Par Stefette.
Quatre-cents vingt-deux jours.
Ce matin en posant un pied à terre cela faisait exactement quatre-cent vingt-deux jours que j'étais seule. Quatre-cents vingt-deux jours qu'il n'était plus là. Parti. Mort. Pour toujours et à jamais.
Les premiers temps, il m'avait été tout simplement impossible ne serait-ce que de mettre un pied à terre le matin. Comment perdre son mari, l'amour de sa vie, de manière aussi brutale, aussi injuste, et s'en remettre après ? Je pensais sincèrement cela impossible. Pour moi Lorenzo était et resterait toujours le seul et l'unique.
Nous nous étions rencontrés alors que j'avais à peine dix-huit ans et lui vingt-cinq. Il venait d'ouvrir son restaurant et moi je cherchais un endroit où organiser l'anniversaire surprise de ma meilleure amie, pour cela, je faisais le tour de toutes les adresses sympa et pas trop cher du quartier. Je me souviens encore de son sourire quand j'ai poussé la porte pour lui demander quel type de menu il pouvait me proposer. Je me souviens de sa main posé sur le bas de mon dos alors qu'il me proposait d'aller m'assoir pour que nous discutions tous les deux de tout ça. Je me souviens de son regard sur moi quand je lui expliquais ma passion pour Dali après avoir vue une de ses horloges molles tout droit sortie de « la persistance de la mémoire » accrochées au mur. Je me souviens de son rire gêné alors qu'il m'expliquait que cette horloge était un cadeau d'un de ses amis et qu'il n'en connaissait pas la signification. Je me souviens de tout. De notre première rencontre jusqu'à ce coup de téléphone que j'ai reçu il y a maintenant quatre-cents vingt-deux jours m'annonçant qu'il était urgent que je me rende à l'hôpital de la Tour. Mon mari y avait été admis quelques heures plus tôt. On ne me donna pas plus d'informations et sur le moment tout ce que je retins fut « mari, hôpital, urgent » En même temps avec le recul, il n'y avait au final que ça à retenir.
Je n'ai pas voulu prévenir notre fils tout de suite. Après tout, je l'aurais appelé pour lui dire quoi? Que son père était à l'hôpital pour je ne sais quelle raison et dans je ne sais quel état? Hors de question pour moi de l'alarmer inutilement, alors je lui avais juste envoyé un message pour lui dire que son père et moi n'étions pas à la maison et qu'il n'avait qu'à se faire des pâtes ou se commander une pizza pour le repas du soir.
Le trajet en voiture jusqu'à l'hôpital avait été fait dans l'inquiétude.

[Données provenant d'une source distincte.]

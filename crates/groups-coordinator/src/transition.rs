//! Servers currently being moved between groups

use std::collections::BTreeSet;
use std::sync::Arc;

use dashmap::DashMap;
use dashmap::mapref::entry::Entry;
use proven_groups::ServerAddress;

use crate::error::{Error, GroupResult};

/// Servers mid-migration, mapped to the group they are moving to.
///
/// Lives outside the membership lock so overlapping moves fail fast instead
/// of racing.
#[derive(Clone, Debug, Default)]
pub struct TransitionSet {
    servers: Arc<DashMap<ServerAddress, String>>,
}

impl TransitionSet {
    /// Create an empty transition set
    pub fn new() -> Self {
        Self::default()
    }

    /// Records every server as moving to `target_group`.
    ///
    /// Either all servers are recorded or none are. The entries are removed
    /// when the returned guard is dropped.
    pub fn reserve(
        &self,
        servers: &BTreeSet<ServerAddress>,
        target_group: &str,
    ) -> GroupResult<TransitionGuard> {
        let mut guard = TransitionGuard {
            set: self.clone(),
            servers: Vec::with_capacity(servers.len()),
        };

        for server in servers {
            match self.servers.entry(server.clone()) {
                Entry::Occupied(entry) => {
                    let moving_to = entry.get().clone();
                    drop(entry);
                    return Err(Error::Conflict(format!(
                        "Server list contains a server that is already being moved: {server} (to {moving_to})"
                    )));
                }
                Entry::Vacant(entry) => {
                    entry.insert(target_group.to_string());
                    guard.servers.push(server.clone());
                }
            }
        }

        Ok(guard)
    }

    /// Target group of a server currently in transition
    pub fn target_of(&self, server: &ServerAddress) -> Option<String> {
        self.servers.get(server).map(|target| target.clone())
    }

    /// Whether a server is currently in transition
    pub fn contains(&self, server: &ServerAddress) -> bool {
        self.servers.contains_key(server)
    }

    /// Number of servers in transition
    pub fn len(&self) -> usize {
        self.servers.len()
    }

    /// Whether no server is in transition
    pub fn is_empty(&self) -> bool {
        self.servers.is_empty()
    }
}

/// Releases a reservation made by [`TransitionSet::reserve`] on drop.
#[derive(Debug)]
pub struct TransitionGuard {
    set: TransitionSet,
    servers: Vec<ServerAddress>,
}

impl Drop for TransitionGuard {
    fn drop(&mut self) {
        for server in &self.servers {
            self.set.servers.remove(server);
        }
    }
}

#[cfg(test)]
mod tests {
    use super::*;
    use assert_matches::assert_matches;

    fn server(n: u16) -> ServerAddress {
        ServerAddress::new(format!("rs{n}"), 16020)
    }

    #[test]
    fn test_guard_releases_on_drop() {
        let set = TransitionSet::new();
        let guard = set.reserve(&BTreeSet::from([server(1), server(2)]), "b").unwrap();

        assert_eq!(set.len(), 2);
        assert_eq!(set.target_of(&server(1)).as_deref(), Some("b"));

        drop(guard);
        assert!(set.is_empty());
    }

    #[test]
    fn test_overlap_conflicts_and_leaves_no_partial_entries() {
        let set = TransitionSet::new();
        let _first = set.reserve(&BTreeSet::from([server(2)]), "b").unwrap();

        let result = set.reserve(&BTreeSet::from([server(1), server(2), server(3)]), "c");
        assert_matches!(result, Err(Error::Conflict(_)));

        assert_eq!(set.len(), 1);
        assert!(!set.contains(&server(1)));
        assert!(!set.contains(&server(3)));
        assert_eq!(set.target_of(&server(2)).as_deref(), Some("b"));
    }
}
use std::collections::BTreeSet;

use async_trait::async_trait;

use crate::error::CollaboratorResult;
use crate::group::GroupInfo;
use crate::types::{ServerAddress, TableName};

/// Store of group definitions.
///
/// The registry is a single instance; callers serialize mutations through
/// the coordinator's membership lock.
#[async_trait]
pub trait GroupRegistry: Send + Sync + 'static {
    /// Gets a group by name.
    async fn get_group(&self, name: &str) -> CollaboratorResult<Option<GroupInfo>>;

    /// Gets the group a server belongs to.
    async fn get_group_of_server(
        &self,
        server: &ServerAddress,
    ) -> CollaboratorResult<Option<GroupInfo>>;

    /// Gets the name of the group a table is pinned to. Untracked tables
    /// return `None`.
    async fn get_group_of_table(&self, table: &TableName) -> CollaboratorResult<Option<String>>;

    /// Lists every group, including the default group.
    async fn list_groups(&self) -> CollaboratorResult<Vec<GroupInfo>>;

    /// Adds a new group.
    async fn add_group(&self, group: GroupInfo) -> CollaboratorResult<()>;

    /// Removes a group.
    async fn remove_group(&self, name: &str) -> CollaboratorResult<()>;

    /// Moves servers from one group to another, returning the servers that
    /// were actually moved.
    async fn move_servers(
        &self,
        servers: &BTreeSet<ServerAddress>,
        source_group: &str,
        target_group: &str,
    ) -> CollaboratorResult<BTreeSet<ServerAddress>>;

    /// Pins tables to a group; `None` untracks them.
    async fn move_tables(
        &self,
        tables: &BTreeSet<TableName>,
        target_group: Option<&str>,
    ) -> CollaboratorResult<()>;
}
// SPDX-License-Identifier: MIT
// Copyright (c) 2026 ADNT Sarl <info@adnt.io>

//! Command implementations: image packing, inspection and YMODEM-1K upload.

use std::fs;
use std::path::{Path, PathBuf};
use std::time::{SystemTime, UNIX_EPOCH};

use anyhow::{bail, Context, Result};
use indicatif::{ProgressBar, ProgressStyle};

use ember_common::crc::{crc16, crc32};
use ember_common::image::FirmwareInfo;
use ember_common::layout::MAX_PAYLOAD_SIZE;
use ember_common::ymodem::{ACK, CAN, CRC_KICKOFF, EOT, NAK, SESSION_CLOSE, SOH, STX};
use ember_common::{FIRMWARE_MAGIC, FIRMWARE_VALID_FLAG};

use crate::transport::Transport;

/// Wrap a raw binary in the 24-byte image header.
pub fn pack(input: &Path, version: &str, output: Option<&Path>) -> Result<()> {
    let payload = fs::read(input).with_context(|| format!("Failed to read {}", input.display()))?;

    if payload.is_empty() {
        bail!("{} is empty", input.display());
    }
    if payload.len() as u32 > MAX_PAYLOAD_SIZE {
        bail!(
            "{} is {} bytes; a bank holds at most {} bytes of payload",
            input.display(),
            payload.len(),
            MAX_PAYLOAD_SIZE
        );
    }

    let (major, minor, patch) = parse_version(version)?;
    let timestamp = SystemTime::now()
        .duration_since(UNIX_EPOCH)
        .map(|d| d.as_secs() as u32)
        .unwrap_or(0);

    let info = FirmwareInfo {
        version_major: major,
        version_minor: minor,
        version_patch: patch,
        firmware_size: payload.len() as u32,
        firmware_crc32: crc32(&payload),
        build_timestamp: timestamp,
        is_valid: FIRMWARE_VALID_FLAG,
        ..FirmwareInfo::invalid()
    };

    let output: PathBuf = match output {
        Some(p) => p.to_path_buf(),
        None => input.with_extension("img"),
    };

    let mut image = info.as_bytes().to_vec();
    image.extend_from_slice(&payload);
    fs::write(&output, &image).with_context(|| format!("Failed to write {}", output.display()))?;

    println!("Packed {} -> {}", input.display(), output.display());
    println!("  Version:   {}.{}.{}", major, minor, patch);
    println!("  Payload:   {} bytes", payload.len());
    println!("  CRC32:     0x{:08x}", info.firmware_crc32);
    println!("  Timestamp: {}", timestamp);

    Ok(())
}

/// Dump the header of a packed image and cross-check the payload CRC.
pub fn info(image: &Path) -> Result<()> {
    let bytes = fs::read(image).with_context(|| format!("Failed to read {}", image.display()))?;
    if bytes.len() < 24 {
        bail!("{} is too short to carry an image header", image.display());
    }

    let mut raw = [0u8; 24];
    raw.copy_from_slice(&bytes[..24]);
    let info = FirmwareInfo::parse(&raw)
        .map_err(|e| anyhow::anyhow!("{}: bad image header ({:?})", image.display(), e))?;

    println!("Image: {}", image.display());
    println!("  Magic:     0x{:08x}", FIRMWARE_MAGIC);
    println!(
        "  Version:   {}.{}.{}",
        info.version_major, info.version_minor, info.version_patch
    );
    println!("  Payload:   {} bytes", info.firmware_size);
    println!("  CRC32:     0x{:08x}", info.firmware_crc32);
    println!("  Timestamp: {}", info.build_timestamp);

    let payload = &bytes[24..];
    if payload.len() as u32 != info.firmware_size {
        println!(
            "  WARNING: file carries {} payload bytes, header says {}",
            payload.len(),
            info.firmware_size
        );
    } else if crc32(payload) != info.firmware_crc32 {
        println!("  WARNING: payload CRC does not match the header");
    } else {
        println!("  Payload CRC OK");
    }

    Ok(())
}

const BLOCK_RETRIES: usize = 10;

/// Send a packed image to a waiting bootloader over YMODEM-1K.
pub fn send(image: &Path, port: &str, baud: u32) -> Result<()> {
    let bytes = fs::read(image).with_context(|| format!("Failed to read {}", image.display()))?;
    let name = image
        .file_name()
        .and_then(|n| n.to_str())
        .unwrap_or("firmware.img");

    let mut transport = Transport::new(port, baud)?;

    println!("Waiting for the bootloader's 'C' on {}...", port);
    wait_for(&mut transport, CRC_KICKOFF, 30_000)
        .context("No kickoff from the device (is it in upgrade mode?)")?;
    transport.drain();

    println!("Sending header for {} ({} bytes)", name, bytes.len());
    send_block(&mut transport, &header_block(name, bytes.len()))?;
    wait_for(&mut transport, CRC_KICKOFF, 5_000).context("No data-phase kickoff after header")?;

    let pb = ProgressBar::new(bytes.len() as u64);
    pb.set_style(
        ProgressStyle::default_bar()
            .template(
                "{spinner:.green} [{elapsed_precise}] [{bar:40.cyan/blue}] {bytes}/{total_bytes} ({eta})",
            )?
            .progress_chars("#>-"),
    );

    for (i, chunk) in bytes.chunks(1024).enumerate() {
        if let Err(e) = send_block(&mut transport, &data_block((i + 1) as u8, chunk)) {
            pb.abandon();
            return Err(e.context(format!("Block {} rejected", i + 1)));
        }
        pb.set_position(((i * 1024) + chunk.len()) as u64);
    }
    pb.finish_with_message("Data sent");

    // End of file: NAK expected on the first EOT, ACK on the second.
    transport.send(&[EOT])?;
    expect_reply(&mut transport, NAK, "first EOT")?;
    transport.send(&[EOT])?;
    expect_reply(&mut transport, ACK, "second EOT")?;

    // Null header block ends the session.
    wait_for(&mut transport, CRC_KICKOFF, 5_000).context("No kickoff before the close block")?;
    send_block(&mut transport, &close_block())?;
    let _ = wait_for(&mut transport, SESSION_CLOSE, 2_000);

    println!();
    println!("Transfer complete; the device is verifying the image.");

    Ok(())
}

fn parse_version(version: &str) -> Result<(u8, u8, u8)> {
    let mut parts = version.split('.');
    let mut next = |name: &str| -> Result<u8> {
        parts
            .next()
            .unwrap_or("0")
            .parse::<u8>()
            .with_context(|| format!("Bad {} version in '{}'", name, version))
    };
    Ok((next("major")?, next("minor")?, next("patch")?))
}

fn block(kind: u8, seq: u8, data: &[u8]) -> Vec<u8> {
    let mut frame = Vec::with_capacity(data.len() + 5);
    frame.push(kind);
    frame.push(seq);
    frame.push(!seq);
    frame.extend_from_slice(data);
    frame.extend_from_slice(&crc16(data).to_be_bytes());
    frame
}

fn header_block(name: &str, size: usize) -> Vec<u8> {
    let mut data = [0u8; 128];
    let name = name.as_bytes();
    let name_len = name.len().min(100);
    data[..name_len].copy_from_slice(&name[..name_len]);
    let size = size.to_string();
    data[name_len + 1..name_len + 1 + size.len()].copy_from_slice(size.as_bytes());
    block(SOH, 0, &data)
}

fn data_block(seq: u8, chunk: &[u8]) -> Vec<u8> {
    let mut data = [0x1Au8; 1024];
    data[..chunk.len()].copy_from_slice(chunk);
    block(STX, seq, &data)
}

fn close_block() -> Vec<u8> {
    block(SOH, 0, &[0u8; 128])
}

/// Transmit one block, retrying on NAK or silence.
fn send_block(transport: &mut Transport, frame: &[u8]) -> Result<()> {
    for _ in 0..BLOCK_RETRIES {
        transport.send(frame)?;
        loop {
            match transport.read_byte(3_000)? {
                Some(b) if b == ACK => return Ok(()),
                Some(b) if b == NAK => break, // retransmit
                Some(b) if b == CAN => bail!("Receiver cancelled the transfer"),
                Some(_) => {} // stray kickoff or echo; keep reading
                None => break,
            }
        }
    }
    bail!("Block not acknowledged after {} attempts", BLOCK_RETRIES)
}

fn expect_reply(transport: &mut Transport, wanted: u8, what: &str) -> Result<()> {
    match transport.read_byte(3_000)? {
        Some(b) if b == wanted => Ok(()),
        Some(b) => bail!("Unexpected 0x{:02x} in reply to {}", b, what),
        None => bail!("No reply to {}", what),
    }
}

/// Swallow bytes until `wanted` shows up.
fn wait_for(transport: &mut Transport, wanted: u8, timeout_ms: u64) -> Result<()> {
    let mut remaining = timeout_ms;
    loop {
        match transport.read_byte(1_000)? {
            Some(b) if b == wanted => return Ok(()),
            Some(_) => {}
            None => {
                remaining = remaining.saturating_sub(1_000);
                if remaining == 0 {
                    bail!("Timed out waiting for 0x{:02x}", wanted);
                }
            }
        }
    }
}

Comment Lorenzo allait-il? J'essayais de ne pas penser au pire. Je n'avais même pas conscience de ce que pouvait être le pire en fait, jusqu'à ce que j'arrive au service des urgences et que j'énonce le nom de mon mari. La personne à l'accueil me dit d'attendre un instant, qu'un médecin allait venir me parler, la voix de cette jeune femme me parut légèrement tremblante et son regard fuyant, mais sur le moment je n'y fis pas attention. Ce que je remarquai par contre ce fut le visage préoccupé du médecin quand il vint me chercher pour m'emmener dans son bureau. Il m'expliqua que mon mari avait eu un grave accident, il s'était fait renverser par une voiture alors qu'il traversait au feu rouge. Il était au téléphone avec un fournisseur et n'avait pas fait attention, la conductrice de la voiture ne l'avait pas vu et l'avait percuté de plein fouet. Lorsque les pompiers étaient arrivés sur place, il n'y avait déjà plus rien à faire. C'était fini.
Je me lève et sors de ma chambre sans faire de bruit, ne voulant pas réveiller mon fils, Thomas et son meilleur ami Alexandre. Je me dirige vers la cuisine et me fait couler un café. Il est onze heures passé, je décide de ne pas rien manger, le déjeuner étant dans peu de temps. Je prends ma tasse et vais m'installer à l'extérieur. Le soleil tape fort ce matin et ma peau lui en ai reconnaissante. J'enfile mes lunettes de soleil laissées la veille sur la table et respire à fond plusieurs fois de suite. L'air marin qui s'infiltre dans mes narines jusqu'à mes poumons me fait un bien fou.